### Task directions
Output the entries exactly.

### Exercise materials
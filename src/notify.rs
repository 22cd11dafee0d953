// SPDX-License-Identifier: AGPL-3.0-or-later
//
// Copyright (C) 2025 Daniel Negri
//
// This program is free software: you can redistribute it and/or modify
// it under the terms of the GNU Affero General Public License as published by
// the Free Software Foundation, either version 3 of the License, or
// (at your option) any later version.
//
// This program is distributed in the hope that it will be useful,
// but WITHOUT ANY WARRANTY; without even the implied warranty of
// MERCHANTABILITY or FITNESS FOR A PARTICULAR PURPOSE. See the
// GNU Affero General Public License for more details.
//
// You should have received a copy of the GNU Affero General Public License
// along with this program. If not, see <https://www.gnu.org/licenses/>.

//! Notification dispatch.
//!
//! A [`Notifier`] is an injected capability, not a global handle. The engine
//! invokes it after a successful booking or transaction and on low-balance
//! crossings; dispatch is fire-and-forget, and a failing or unreachable
//! sink never unwinds the operation that triggered it — failures are logged
//! and swallowed at the call site.

use crate::base::AccountId;
use crossbeam::channel::{unbounded, Receiver, Sender, TrySendError};
use rust_decimal::Decimal;
use serde::Serialize;
use std::fmt;
use thiserror::Error;

/// What happened, from the notification sink's point of view.
#[derive(Debug, Clone, Copy, PartialEq, Eq, Serialize)]
#[serde(rename_all = "SCREAMING_SNAKE_CASE")]
pub enum EventKind {
    TransactionPosted,
    OrderPlaced,
    LowBalance,
}

impl fmt::Display for EventKind {
    fn fmt(&self, f: &mut fmt::Formatter<'_>) -> fmt::Result {
        let s = match self {
            EventKind::TransactionPosted => "TRANSACTION_POSTED",
            EventKind::OrderPlaced => "ORDER_PLACED",
            EventKind::LowBalance => "LOW_BALANCE",
        };
        write!(f, "{s}")
    }
}

/// Summary payload handed to the sink. Deliberately flat: the delivery side
/// (email, bot) renders it however it likes.
#[derive(Debug, Clone, PartialEq, Serialize)]
pub struct NotifyPayload {
    pub amount: Decimal,
    pub balance: Decimal,
    pub summary: String,
}

/// A fully addressed notification event.
#[derive(Debug, Clone, PartialEq, Serialize)]
pub struct NotifyEvent {
    pub account_id: AccountId,
    pub kind: EventKind,
    pub payload: NotifyPayload,
}

#[derive(Error, Debug, Clone, PartialEq, Eq)]
pub enum NotifyError {
    /// The sink is gone or refuses delivery
    #[error("notification sink unavailable")]
    SinkUnavailable,
}

/// Fire-and-forget notification sink.
///
/// Implementations must be cheap to call from the booking path; anything
/// slow belongs behind a queue (see [`ChannelNotifier`]).
pub trait Notifier: Send + Sync {
    fn notify(
        &self,
        account_id: AccountId,
        kind: EventKind,
        payload: &NotifyPayload,
    ) -> Result<(), NotifyError>;
}

/// Satisfies a "notifications disabled" configuration without conditional
/// branching at call sites.
#[derive(Debug, Default)]
pub struct NoopNotifier;

impl Notifier for NoopNotifier {
    fn notify(
        &self,
        _account_id: AccountId,
        _kind: EventKind,
        _payload: &NotifyPayload,
    ) -> Result<(), NotifyError> {
        Ok(())
    }
}

/// Enqueues events onto an unbounded channel for an out-of-process delivery
/// worker. Dropping the receiver models an unreachable sink.
#[derive(Debug)]
pub struct ChannelNotifier {
    tx: Sender<NotifyEvent>,
}

impl ChannelNotifier {
    /// Creates the notifier and the receiving end the delivery worker
    /// drains.
    pub fn new() -> (Self, Receiver<NotifyEvent>) {
        let (tx, rx) = unbounded();
        (Self { tx }, rx)
    }
}

impl Notifier for ChannelNotifier {
    fn notify(
        &self,
        account_id: AccountId,
        kind: EventKind,
        payload: &NotifyPayload,
    ) -> Result<(), NotifyError> {
        let event = NotifyEvent {
            account_id,
            kind,
            payload: payload.clone(),
        };
        match self.tx.try_send(event) {
            Ok(()) => Ok(()),
            Err(TrySendError::Disconnected(_)) | Err(TrySendError::Full(_)) => {
                Err(NotifyError::SinkUnavailable)
            }
        }
    }
}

### Result of the task
filename src/notify.rs
repository 22cd11dafee0d953
// SPDX-License-Identifier: AGPL-3.0-or-later
//
// Copyright (C) 2025 Daniel Negri
//
// This program is free software: you can redistribute it and/or modify
// it under the terms of the GNU Affero General Public License as published by
// the Free Software Foundation, either version 3 of the License, or
// (at your option) any later version.
//
// This program is distributed in the hope that it will be useful,
// but WITHOUT ANY WARRANTY; without even the implied warranty of
// MERCHANTABILITY or FITNESS FOR A PARTICULAR PURPOSE. See the
// GNU Affero General Public License for more details.
//
// You should have received a copy of the GNU Affero General Public License
// along with this program. If not, see <https://www.gnu.org/licenses/>.

//! Notification dispatch.
//!
//! A [`Notifier`] is an injected capability, not a global handle. The engine
//! invokes it after a successful booking or transaction and on low-balance
//! crossings; dispatch is fire-and-forget, and a failing or unreachable
//! sink never unwinds the operation that triggered it — failures are logged
//! and swallowed at the call site.

use crate::base::AccountId;
use crossbeam::channel::{unbounded, Receiver, Sender, TrySendError};
use rust_decimal::Decimal;
use serde::Serialize;
use std::fmt;
use thiserror::Error;

/// What happened, from the notification sink's point of view.
#[derive(Debug, Clone, Copy, PartialEq, Eq, Serialize)]
#[serde(rename_all = "SCREAMING_SNAKE_CASE")]
pub enum EventKind {
    TransactionPosted,
    OrderPlaced,
    LowBalance,
}

impl fmt::Display for EventKind {
    fn fmt(&self, f: &mut fmt::Formatter<'_>) -> fmt::Result {
        let s = match self {
            EventKind::TransactionPosted => "TRANSACTION_POSTED",
            EventKind::OrderPlaced => "ORDER_PLACED",
            EventKind::LowBalance => "LOW_BALANCE",
        };
        write!(f, "{s}")
    }
}

/// Summary payload handed to the sink. Deliberately flat: the delivery side
/// (email, bot) renders it however it likes.
#[derive(Debug, Clone, PartialEq, Serialize)]
pub struct NotifyPayload {
    pub amount: Decimal,
    pub balance: Decimal,
    pub summary: String,
}

/// A fully addressed notification event.
#[derive(Debug, Clone, PartialEq, Serialize)]
pub struct NotifyEvent {
    pub account_id: AccountId,
    pub kind: EventKind,
    pub payload: NotifyPayload,
}

#[derive(Error, Debug, Clone, PartialEq, Eq)]
pub enum NotifyError {
    /// The sink is gone or refuses delivery
    #[error("notification sink unavailable")]
    SinkUnavailable,
}

/// Fire-and-forget notification sink.
///
/// Implementations must be cheap to call from the booking path; anything
/// slow belongs behind a queue (see [`ChannelNotifier`]).
pub trait Notifier: Send + Sync {
    fn notify(
        &self,
        account_id: AccountId,
        kind: EventKind,
        payload: &NotifyPayload,
    ) -> Result<(), NotifyError>;
}

/// Satisfies a "notifications disabled" configuration without conditional
/// branching at call sites.
#[derive(Debug, Default)]
pub struct NoopNotifier;

impl Notifier for NoopNotifier {
    fn notify(
        &self,
        _account_id: AccountId,
        _kind: EventKind,
        _payload: &NotifyPayload,
    ) -> Result<(), NotifyError> {
        Ok(())
    }
}

/// Enqueues events onto an unbounded channel for an out-of-process delivery
/// worker. Dropping the receiver models an unreachable sink.
#[derive(Debug)]
pub struct ChannelNotifier {
    tx: Sender<NotifyEvent>,
}

impl ChannelNotifier {
    /// Creates the notifier and the receiving end the delivery worker
    /// drains.
    pub fn new() -> (Self, Receiver<NotifyEvent>) {
        let (tx, rx) = unbounded();
        (Self { tx }, rx)
    }
}

impl Notifier for ChannelNotifier {
    fn notify(
        &self,
        account_id: AccountId,
        kind: EventKind,
        payload: &NotifyPayload,
    ) -> Result<(), NotifyError> {
        let event = NotifyEvent {
            account_id,
            kind,
            payload: payload.clone(),
        };
        match self.tx.try_send(event) {
            Ok(()) => Ok(()),
            Err(TrySendError::Disconnected(_)) | Err(TrySendError::Full(_)) => {
                Err(NotifyError::SinkUnavailable)
            }
        }
    }
}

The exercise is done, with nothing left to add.